# Newbie with aggressive firemouth



## bostoncichlidfan (Jul 7, 2012)

Hi there, I'm new to cichlids and currently have six in a 29 gallon tank: 3 severums, 2 firemouths, and 1 electric blue ballon ram as well as a couple of cory cats and a rubber lip pleco. I recently restarted my tank after years of bad luck with fancy goldfish. They are certainly interesting and entertaining fish, and I'm glad I made the switch. However, I have one firemouth that constantly chases everyone, especially the other firemouth. Fortunately, he's not causing any damage to any of their fins. Short of buying a larger tank, which I plan on doing soon, what, if anything, can I do to make the tank more peaceful? Should I return him? I had a Nicaraguensis that I had to return because he nipped fins and killed a couple of chromides. I also originally had 2 severums, and ended up getting a third because one was bullying the other, and now that there are three, they get along better. Oh, and it's funny to watch the balloon ram, which is supposed to be the most docile one, defend its corner and even stand up to the aggressive firemouth. Thanks for your advice!


----------



## smitty (May 7, 2004)

I think the way you went with the Severums is probably the way you would have to go with the Firemouths. Add 2 more to break the chase pattern. It usually works. Your draw back is the size of the tank.


----------



## bostoncichlidfan (Jul 7, 2012)

Thanks! I have only had them for less than two weeks. I want to make sure they survive before I invest in a new tank and stand. Aren't Firemouths more territorial though? Would it break up the chase pattern or just make things worse because each of their territory is smaller? I guess I'll give it a shot. The less dominant Firemouth even gets chased by the ballon ram, which I find hilarious because the ram is the most decorative and supposedly the least aggressive.


----------



## Ohio Cichlid Lover (Feb 27, 2012)

I have two 2.5" Firemouths in a 55 gallon tank along with some other New World Cichlids. This seems to be a common behavior for Firemouths. The only fish the "alpha" Firemouth chases is the other Firemouth but will not back down from another cichlid. I've read several times on the internet that Firemouths are "All Bark And No Bite". I disagree. My "alpha" Firemouth went nose to nose with my 4" male Convict and held his ground. As far as the Firemouths chasing each other, I've never seen any damage done. Just the usual chase to say "i'm the boss".


----------



## bostoncichlidfan (Jul 7, 2012)

Yeah, I read that they actually don't do any physical damage, but it's almost constant chasing.


----------



## CjCichlid (Sep 14, 2005)

I don't see adding more fish helping your situation. A 29gal tank is much to small for your listed stock. I would either get rid of some of your current fish or buy a larger aquarium. A 29gal tank is not even large enough for a SINGLE adult Severum.


----------



## bluejack23 (Jan 23, 2012)

Invest in a 125 today.


----------



## jparker98 (Jun 6, 2012)

bluejack23 said:


> Invest in a 125 today.


Quadruple your tank size to curb aggression in 1 $3 juvenile fish? Seems a bit extreme to me especially if all his fish are juvies...maybe he doesn't plan to keep them all till they're adults? I know in my case I plan to grow out juvies in my 55 gallon and then trade or sell them and start over with juvies of a different species as the growing process is what most interests me and not so much huge adult fish.


----------



## Tiktaalik Owner (Aug 17, 2009)

> Quadruple your tank size to curb aggression in 1 $3 juvenile fish? Seems a bit extreme to me ...

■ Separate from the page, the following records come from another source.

//! Progress repository: single-statement operations on the `progress` table.
//!
//! Every function issues exactly one write, so a crash leaves each row at
//! its last fully-applied state. Status guards live in the `WHERE` clause
//! and callers inspect the affected-row count.

use rusqlite::{params, OptionalExtension, Row};

use super::{Database, DatabaseError};

/// A raw progress row from the database.
#[derive(Debug, Clone, PartialEq, Eq)]
pub struct ProgressRow {
    pub file_path: String,
    pub status: String,
    pub size_bytes: i64,
    pub checksum: Option<String>,
    pub destination_key: Option<String>,
    pub bytes_transferred: Option<i64>,
    pub error_detail: Option<String>,
    pub created_at: String,
    pub updated_at: String,
}

impl ProgressRow {
    fn from_row(row: &Row<'_>) -> Result<Self, rusqlite::Error> {
        Ok(Self {
            file_path: row.get("file_path")?,
            status: row.get("status")?,
            size_bytes: row.get("size_bytes")?,
            checksum: row.get("checksum")?,
            destination_key: row.get("destination_key")?,
            bytes_transferred: row.get("bytes_transferred")?,
            error_detail: row.get("error_detail")?,
            created_at: row.get("created_at")?,
            updated_at: row.get("updated_at")?,
        })
    }
}

/// Inserts a `pending` row, or refreshes size and checksum of an existing
/// row that has not reached a terminal status. Returns the row as stored.
pub fn upsert_pending(
    db: &Database,
    file_path: &str,
    size_bytes: i64,
    checksum: Option<&str>,
    now: &str,
) -> Result<ProgressRow, DatabaseError> {
    db.with_conn(|conn| {
        conn.execute(
            "INSERT INTO progress (file_path, status, size_bytes, checksum, created_at, updated_at)
             VALUES (?1, 'pending', ?2, ?3, ?4, ?4)
             ON CONFLICT(file_path) DO UPDATE SET
                size_bytes = excluded.size_bytes,
                checksum = excluded.checksum,
                updated_at = excluded.updated_at
             WHERE progress.status IN ('pending', 'in_progress')",
            params![file_path, size_bytes, checksum, now],
        )?;
        let row = conn.query_row(
            "SELECT * FROM progress WHERE file_path = ?1",
            params![file_path],
            ProgressRow::from_row,
        )?;
        Ok(row)
    })
}

/// Finds a row by its file path.
pub fn find(db: &Database, file_path: &str) -> Result<Option<ProgressRow>, DatabaseError> {
    db.with_conn(|conn| {
        let row = conn
            .query_row(
                "SELECT * FROM progress WHERE file_path = ?1",
                params![file_path],
                ProgressRow::from_row,
            )
            .optional()?;
        Ok(row)
    })
}

/// Lists rows with the given status, oldest first.
pub fn list_by_status(db: &Database, status: &str) -> Result<Vec<ProgressRow>, DatabaseError> {
    db.with_conn(|conn| {
        let mut stmt = conn.prepare(
            "SELECT * FROM progress WHERE status = ?1 ORDER BY created_at ASC, file_path ASC",
        )?;
        let rows = stmt
            .query_map(params![status], ProgressRow::from_row)?
            .collect::<Result<Vec<_>, _>>()?;
        Ok(rows)
    })
}

/// Lists rows other than `file_path` whose destination is `destination_key`.
pub fn list_by_destination(
    db: &Database,
    destination_key: &str,
    file_path: &str,
) -> Result<Vec<ProgressRow>, DatabaseError> {
    db.with_conn(|conn| {
        let mut stmt = conn.prepare(
            "SELECT * FROM progress WHERE destination_key = ?1 AND file_path != ?2 \
             ORDER BY updated_at ASC, file_path ASC",
        )?;
        let rows = stmt
            .query_map(params![destination_key, file_path], ProgressRow::from_row)?
            .collect::<Result<Vec<_>, _>>()?;
        Ok(rows)
    })
}

/// Counts rows with the given status.
pub fn count_by_status(db: &Database, status: &str) -> Result<u64, DatabaseError> {
    db.with_conn(|conn| {
        let count: u64 = conn.query_row(
            "SELECT COUNT(*) FROM progress WHERE status = ?1",
            params![status],
            |r| r.get(0),
        )?;
        Ok(count)
    })
}

/// Moves a `pending` or `in_progress` row to `in_progress`.
pub fn set_in_progress(db: &Database, file_path: &str, now: &str) -> Result<usize, DatabaseError> {
    db.with_conn(|conn| {
        let changed = conn.execute(
            "UPDATE progress SET status = 'in_progress', updated_at = ?2
             WHERE file_path = ?1 AND status IN ('pending', 'in_progress')",
            params![file_path, now],
        )?;
        Ok(changed)
    })
}

/// Records the destination key of an `in_progress` row.
pub fn set_destination(
    db: &Database,
    file_path: &str,
    destination_key: &str,
    now: &str,
) -> Result<usize, DatabaseError> {
    db.with_conn(|conn| {
        let changed = conn.execute(
            "UPDATE progress SET destination_key = ?2, updated_at = ?3
             WHERE file_path = ?1 AND status = 'in_progress'",
            params![file_path, destination_key, now],
        )?;
        Ok(changed)
    })
}

/// Moves an `in_progress` row to `completed`.
pub fn set_completed(
    db: &Database,
    file_path: &str,
    destination_key: &str,
    bytes_transferred: i64,
    now: &str,
) -> Result<usize, DatabaseError> {
    db.with_conn(|conn| {
        let changed = conn.execute(
            "UPDATE progress SET status = 'completed', destination_key = ?2,
                bytes_transferred = ?3, error_detail = NULL, updated_at = ?4
             WHERE file_path = ?1 AND status = 'in_progress'",
            params![file_path, destination_key, bytes_transferred, now],
        )?;
        Ok(changed)
    })
}

/// Moves a `pending` or `in_progress` row to `failed`.
pub fn set_failed(
    db: &Database,
    file_path: &str,
    error_detail: &str,
    now: &str,
) -> Result<usize, DatabaseError> {
    db.with_conn(|conn| {
        let changed = conn.execute(
            "UPDATE progress SET status = 'failed', error_detail = ?2, updated_at = ?3
             WHERE file_path = ?1 AND status IN ('pending', 'in_progress')",
            params![file_path, error_detail, now],
        )?;
        Ok(changed)
    })
}

/// Deletes a `completed` row whose checksum differs from `checksum`.
pub fn delete_if_stale(
    db: &Database,
    file_path: &str,
    checksum: &str,
) -> Result<usize, DatabaseError> {
    db.with_conn(|conn| {
        let changed = conn.execute(
            "DELETE FROM progress
             WHERE file_path = ?1 AND status = 'completed'
               AND (checksum IS NULL OR checksum != ?2)",
            params![file_path, checksum],
        )?;
        Ok(changed)
    })
}

/// Deletes a row regardless of status.
pub fn delete(db: &Database, file_path: &str) -> Result<usize, DatabaseError> {
    db.with_conn(|conn| {
        let changed = conn.execute(
            "DELETE FROM progress WHERE file_path = ?1",
            params![file_path],
        )?;
        Ok(changed)
    })
}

Giving an animal enough room to thrive is responsible fishkeeping plain and simple.



> ... maybe he doesn't plan to keep them all till they're adults? I know in my case I plan to grow out juvies in my 55 gallon and then trade or sell them and start over with juvies of a different species as the growing process is what most interests me and not so much huge adult fish.


They're living beings, not DVDs.


----------



## bluejack23 (Jan 23, 2012)

+1 fish are pets not playing cards!


----------



## jparker98 (Jun 6, 2012)

Tiktaalik Owner said:


> > ... maybe he doesn't plan to keep them all till they're adults? I know in my case I plan to grow out juvies in my 55 gallon and then trade or sell them and start over with juvies of a different species as the growing process is what most interests me and not so much huge adult fish.
> 
> 
> They're living beings, not DVDs.


Seems a bit dramatic too me, but everyone's entitled to their own opinion.

Just to clarify the responsible thing to do when I buy fish is keep it till it grows old and dies?


----------



## Azedenkae (Apr 19, 2012)

The responsible thing to do is to treat it well, the end. You can sell it whenever, give it away whenever. Just make sure that it's healthy when it's in your care.


----------



## bluejack23 (Jan 23, 2012)

Agreed


----------



## Tiktaalik Owner (Aug 17, 2009)

> Just to clarify the responsible thing to do when I buy fish is keep it till it grows old and dies?


What's your opinion of someone who buys a puppy then drops it off at the humane society once it's grown? The analogy often drawn between New World cichlids and dogs isn't hyperbole. That's why hobbyists call them "wet pets." It seems callous to take care of an animal for a year or so, then dump it at the local fish store. What becomes of them? Often they languish there.


----------



## jparker98 (Jun 6, 2012)

Tiktaalik Owner said:


> > Just to clarify the responsible thing to do when I buy fish is keep it till it grows old and dies?
> 
> 
> What's your opinion of someone who buys a puppy then drops it off at the humane society once it's grown? The analogy often drawn between New World cichlids and dogs isn't hyperbole. That's why hobbyists call them "wet pets." It seems callous to take care of an animal for a year or so, then dump it at the local fish store. What becomes of them? Often they languish there.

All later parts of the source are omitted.